# Planted Tanks > Fertilisation and Algae >  What are the effective ways of getting rid of hair algae in shrimp tank

## es88k

Hello all,

I have read quite a few threads here about this hair algae here and most of them end up without a complete answer that I need.

I try to sum up what have I learn and hope to get a more conclude answer.

For a shrimp tank, the hair algae like to grow on the moss, I understand the ways of getting rid of them are :

a) Black out for 3 days : But I do not know what happen after that, the algae just gone without a trace or there will be the dead algae to remove from tank.

b) Increase the CO2 : I have some problem understand as I may not understand how algae is form, but to me, is the plant, is just a unwanted plant. More CO2 to me means more chance to do photosynthesis, how will it get rid of the algae?

C) Use of chemical : stright forward, but in a shrimp tank, try not to.

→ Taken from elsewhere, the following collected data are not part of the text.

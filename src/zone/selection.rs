use crate::zone::region::{BlockPos, Region};

/// Which corner of a pending selection a point is written to.
#[derive(Debug, Copy, Clone, PartialEq, Eq)]
pub enum SelectionSlot {
    First,
    Second,
}

/// Two in-progress corner points of an actor. Never persisted.
#[derive(Debug, Default, Copy, Clone, PartialEq, Eq)]
pub struct PendingSelection {
    pub first: Option<BlockPos>,
    pub second: Option<BlockPos>,
}

impl PendingSelection {
    pub fn set(&mut self, slot: SelectionSlot, pos: BlockPos) {
        match slot {
            SelectionSlot::First => self.first = Some(pos),
            SelectionSlot::Second => self.second = Some(pos),
        }
    }

    pub fn is_complete(&self) -> bool {
        self.first.is_some() && self.second.is_some()
    }

    /// The normalized region, once both corners are known.
    pub fn region(&self) -> Option<Region> {
        match (self.first, self.second) {
            (Some(a), Some(b)) => Some(Region::from_corners(a, b)),
            _ => None,
        }
    }
}
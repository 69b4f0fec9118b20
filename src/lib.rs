pub mod approval;
pub mod commands;
pub mod config;
pub mod errors;
pub mod gate;
pub mod net;
pub mod storage;
pub mod zone;

pub use config::PrivatesConfig;
pub use errors::RegistryError;
pub use gate::{Decision, ProtectionGate};
pub use zone::{Actor, Zone, ZoneId, ZoneRegistry};
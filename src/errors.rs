use crate::approval::ApprovalError;

/// Failures of the zone creation and ownership paths.
///
/// All of these are recoverable: the caller reports them and may retry.
#[derive(Debug, Clone, PartialEq, Eq, thiserror::Error)]
pub enum RegistryError {
    #[error("No selection points set")]
    NoSelection,

    #[error("Zone name must be between 1 and {max} characters")]
    InvalidName { max: usize },

    #[error("Zone with name '{0}' already exists")]
    DuplicateName(String),

    #[error("Zone intersects with existing zone '{zone}' owned by {owner}")]
    Overlap { zone: String, owner: String },

    #[error("External service rejected zone creation: {0}")]
    ApprovalRejected(String),

    #[error("External service unavailable: {0}")]
    ApprovalUnavailable(String),

    #[error("Zone not found")]
    NotFound,
}

impl From<ApprovalError> for RegistryError {
    fn from(e: ApprovalError) -> Self {
        match e {
            ApprovalError::Rejected(reason) => RegistryError::ApprovalRejected(reason),
            ApprovalError::Unavailable(reason) => RegistryError::ApprovalUnavailable(reason),
        }
    }
}
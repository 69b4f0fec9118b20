mod region;
mod registry;
mod selection;
#[allow(clippy::module_inception)]
mod zone;

pub use region::{BlockPos, Region};
pub use registry::{ZoneRegistry, MAX_NAME_LEN};
pub use selection::{PendingSelection, SelectionSlot};
pub use zone::{Actor, Zone, ZoneId};

pub(crate) use zone::now_millis;
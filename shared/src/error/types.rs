//! Error types and API response structures

use super::codes::ErrorCode;
use http::StatusCode;
use serde::{Deserialize, Serialize};
use serde_json::Value;
use std::collections::HashMap;
use thiserror::Error;

/// Application error with structured error code and details
///
/// - Standardized error codes via [`ErrorCode`]
/// - Human-readable messages
/// - Optional structured details (e.g. conflicting seats)
#[derive(Debug, Clone, Error)]
#[error("{message}")]
pub struct AppError {
    /// The error code identifying the type of error
    pub code: ErrorCode,
    /// Human-readable error message
    pub message: String,
    /// Optional additional details (field-level errors, context, etc.)
    pub details: Option<HashMap<String, Value>>,
}

impl AppError {
    /// Create a new error with the default message for the error code
    pub fn new(code: ErrorCode) -> Self {
        Self {
            message: code.message().to_string(),
            code,
            details: None,
        }
    }

    /// Create a new error with a custom message
    pub fn with_message(code: ErrorCode, message: impl Into<String>) -> Self {
        Self {
            code,
            message: message.into(),
            details: None,
        }
    }

    /// Add a detail entry to this error
    pub fn with_detail(mut self, key: impl Into<String>, value: impl Into<Value>) -> Self {
        self.details
            .get_or_insert_with(HashMap::new)
            .insert(key.into(), value.into());
        self
    }

    /// Get the HTTP status code for this error
    pub fn http_status(&self) -> StatusCode {
        self.code.http_status()
    }

    // ==================== Convenience constructors ====================

    /// Create a validation error
    pub fn validation(msg: impl Into<String>) -> Self {
        Self::with_message(ErrorCode::ValidationFailed, msg)
    }

    /// Create a not found error
    pub fn not_found(resource: impl Into<String>) -> Self {
        let r = resource.into();
        Self::with_message(ErrorCode::NotFound, format!("{} not found", r))
            .with_detail("resource", r)
    }

    /// Create an internal error
    pub fn internal(msg: impl Into<String>) -> Self {
        Self::with_message(ErrorCode::InternalError, msg)
    }

    /// Create a database error
    pub fn database(msg: impl Into<String>) -> Self {
        Self::with_message(ErrorCode::DatabaseError, msg)
    }
}

/// Unified API response structure
///
/// - `code`: Error code (0 for success)
/// - `message`: Human-readable message
/// - `data`: Response payload (on success)
/// - `details`: Additional error details (on failure)
#[derive(Debug, Clone, Serialize, Deserialize)]
pub struct ApiResponse<T> {
    /// Error code (0 for success, non-zero for errors)
    #[serde(skip_serializing_if = "Option::is_none")]
    pub code: Option<u16>,
    /// Human-readable message
    pub message: String,
    /// Response data (present on success)
    #[serde(skip_serializing_if = "Option::is_none")]
    pub data: Option<T>,
    /// Additional error details (present on failure)
    #[serde(skip_serializing_if = "Option::is_none")]
    pub details: Option<HashMap<String, Value>>,
}

impl<T> ApiResponse<T> {
    /// Create a success response with data
    pub fn success(data: T) -> Self {
        Self {
            code: Some(0),
            message: "OK".to_string(),
            data: Some(data),
            details: None,
        }
    }
}

impl ApiResponse<()> {
    /// Create a success response without data
    pub fn ok() -> Self {
        Self {
            code: Some(0),
            message: "OK".to_string(),
            data: None,
            details: None,
        }
    }

    /// Create an error response from an AppError
    pub fn error(err: &AppError) -> Self {
        Self {
            code: Some(err.code.code()),
            message: err.message.clone(),
            data: None,
            details: err.details.clone(),
        }
    }
}

impl<T> From<AppError> for ApiResponse<T> {
    fn from(err: AppError) -> Self {
        Self {
            code: Some(err.code.code()),
            message: err.message,
            data: None,
            details: err.details,
        }
    }
}

/// Type alias for Result with AppError
pub type AppResult<T> = Result<T, AppError>;

// ===== Axum Integration =====

impl axum::response::IntoResponse for AppError {
    fn into_response(self) -> axum::response::Response {
        use axum::Json;

        let status = self.http_status();
        let body = ApiResponse::<()>::error(&self);

        // Log system errors
        if matches!(self.code.category(), super::category::ErrorCategory::System) {
            tracing::error!(
                code = %self.code,
                message = %self.message,
                "System error occurred"
            );
        }

        (status, Json(body)).into_response()
    }
}
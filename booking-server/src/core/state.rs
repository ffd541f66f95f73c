use std::sync::Arc;

use crate::bookings::BookingManager;
use crate::bookings::sweeper::ExpirySweeper;
use crate::catalog::{CatalogService, seed};
use crate::core::{BackgroundTasks, Config, Result, TaskKind};
use crate::db::Storage;
use crate::utils::Clock;

/// 服务器状态 - 持有所有服务的共享引用
///
/// 通过 axum `State` 显式传给每个 handler，不存在模块级单例。
/// 所有字段都是 Arc / 可廉价 Clone 的句柄。
///
/// | 字段 | 类型 | 说明 |
/// |------|------|------|
/// | config | Config | 配置项 (不可变) |
/// | storage | Storage | redb 存储 |
/// | catalog | CatalogService | 区域 / 桌台管理 |
/// | bookings | Arc<BookingManager> | 预订状态机与占座 |
#[derive(Clone, Debug)]
pub struct ServerState {
    pub config: Config,
    pub storage: Storage,
    pub catalog: CatalogService,
    pub bookings: Arc<BookingManager>,
}

impl ServerState {
    pub fn new(config: Config, storage: Storage) -> Self {
        let bookings = BookingManager::new(storage.clone(), config.payment_window_millis());
        Self::from_parts(config, storage, bookings)
    }

    /// Build state with an injected clock (tests)
    pub fn with_clock(config: Config, storage: Storage, clock: Arc<dyn Clock>) -> Self {
        let bookings =
            BookingManager::with_clock(storage.clone(), config.payment_window_millis(), clock);
        Self::from_parts(config, storage, bookings)
    }

    fn from_parts(config: Config, storage: Storage, bookings: BookingManager) -> Self {
        Self {
            catalog: CatalogService::new(storage.clone()),
            config,
            storage,
            bookings: Arc::new(bookings),
        }
    }

    /// 初始化服务器状态
    ///
    /// 1. 工作目录结构
    /// 2. 数据库 (work_dir/database/booking.redb)
    /// 3. 演示数据 (仅 `SEED_DEMO_DATA=true` 且空库)
    pub fn initialize(config: &Config) -> Result<Self> {
        config.ensure_work_dir_structure()?;

        let db_path = config.database_path();
        let storage = Storage::open(&db_path)?;
        tracing::info!(path = %db_path.display(), "Booking database opened");

        if config.seed_demo_data && seed::seed_if_empty(&storage)? {
            tracing::info!("Demo catalog written to empty database");
        }

        Ok(Self::new(config.clone(), storage))
    }

    /// 启动后台任务
    ///
    /// - 付款超时扫描 (Periodic)
    pub fn start_background_tasks(&self, tasks: &mut BackgroundTasks) {
        let sweeper = ExpirySweeper::new(
            self.bookings.as_ref().clone(),
            self.config.expiry_sweep_interval(),
        );
        let token = tasks.shutdown_token();
        tasks.spawn("expiry_sweeper", TaskKind::Periodic, sweeper.run(token));
    }
}
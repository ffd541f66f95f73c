//! Data models
//!
//! Shared between booking-server and frontend (via API).
//! Table IDs are `i64`, booking IDs are UUID strings.

pub mod booking;
pub mod dining_table;
pub mod pricing;
pub mod stats;
pub mod zone;

// Re-exports
pub use booking::*;
pub use dining_table::*;
pub use pricing::*;
pub use stats::*;
pub use zone::*;
//! HTTP status code mapping for error codes

use super::codes::ErrorCode;
use http::StatusCode;

impl ErrorCode {
    /// Get the appropriate HTTP status code for this error code
    pub fn http_status(&self) -> StatusCode {
        match self {
            // Success
            Self::Success => StatusCode::OK,

            // 404 Not Found
            Self::NotFound
            | Self::BookingNotFound
            | Self::TableNotFound
            | Self::ZoneNotFound => StatusCode::NOT_FOUND,

            // 409 Conflict
            Self::SeatConflict
            | Self::BookingInvalidState
            | Self::ZoneAlreadyExists
            | Self::ZoneHasTables
            | Self::SeatOccupied => StatusCode::CONFLICT,

            // 410 Gone (payment window closed)
            Self::PaymentDeadlineExpired => StatusCode::GONE,

            // 500 Internal Server Error
            Self::InternalError
            | Self::DatabaseError
            | Self::InvariantViolation
            | Self::ConfigError => StatusCode::INTERNAL_SERVER_ERROR,

            // 400 Bad Request (default for validation/business errors)
            _ => StatusCode::BAD_REQUEST,
        }
    }
}
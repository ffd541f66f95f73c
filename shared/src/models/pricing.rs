//! Price breakdown returned by the pricing engine

use rust_decimal::Decimal;
use serde::{Deserialize, Serialize};

use super::booking::SelectedSeat;

/// 计价方式
#[derive(Debug, Clone, Copy, PartialEq, Eq, Serialize, Deserialize)]
#[serde(rename_all = "snake_case")]
pub enum PriceType {
    /// 按座位计价
    Seat,
    /// 整桌计价
    Table,
}

/// Per-table line item
#[derive(Debug, Clone, PartialEq, Serialize, Deserialize)]
pub struct PriceLine {
    pub table_id: i64,
    pub table_name: String,
    pub zone: String,
    pub seat_count: u32,
    pub is_full_table: bool,
    /// seat_count × seat_price
    pub original_price: Decimal,
    pub final_price: Decimal,
    /// original_price - final_price (可能为负，表示整桌价配置高于单座总价)
    pub discount: Decimal,
    pub price_type: PriceType,
}

/// Full price breakdown for a selection
#[derive(Debug, Clone, PartialEq, Default, Serialize, Deserialize)]
pub struct PriceBreakdown {
    pub lines: Vec<PriceLine>,
    pub total_original_price: Decimal,
    pub total_final_price: Decimal,
    pub total_discount: Decimal,
}

/// Price preview request
#[derive(Debug, Clone, Serialize, Deserialize)]
pub struct PricePreviewRequest {
    pub seats: Vec<SelectedSeat>,
}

d) Add shrimps : Yamato or malayan shrimps. May not clear all but seems effective. The problem that comes into my mind is how to take them off after they help me clean the algae ? shrimp thank usually has a lot of hiding space (like mine). But I do not want to run after them to take them out as that might cause the change in water parameter due to the cat and mouse chase and the re-arrangement of the plants. Also read that they will distub the shrimplets if they do not have enough food, so is not wise to leave them in the same tank. Some say no problem, some say they saw it.

e) Add endlers : 2 conclusions I got, 1) most of them eat the algae, but some did not, depend on .... luck ? no idea at all. 2) Endlers may disturb the shrimplets as well causing no new generation of shrimps.

f) Take out the plant, put it in bleech, remove the algae manually.

Of all the above mentioned, maybe the last one is the best, but, but, but , but I really do not want to do that, I can give a dozen of excuse for that but the reason may be only 1, that is lazy. 

I really do not want to go into the discussion of the amount of effort = the degree of beauty in the tank here, I just wish to seek your experience advise on the above mentioned methods to see if I have any wrong understanding so that I can make a decision on which method to use or is there a better way to get rid of the hair algae

Thanks
EK

----------


## barmby

Hi EK,

Sad to hear about your plight. After reading. I can conclude. The shrimps are very important. 

Short term solution I suggest is manual removal, and other means of killing the algae through spraying of Excel at infected spot.

Since shrimps are priority. Keep plants that suit to this style. Go low tech. Forget about CO2. Slow down the light. And algae will take long time to break in.

Either way, high tech means CO2 with good lights with chiller.. You have to look at that from a plant perspective. We grow plants here. Everything else becomes secondary includes the shrimp.... Therefore: need KH/PH chart to determine that you have sufficient CO2 (20-30ppm) through out the lighting period. Once you get it. you slowly adjust your fertilization until the plant has progress.

Anyway, immediate solution is manual removal. whatever is there will be there unless you do it. or endler do it. or other algae eater do it.. the fact is algae can be growing too fast in which your algae cleaning crew cannot handle..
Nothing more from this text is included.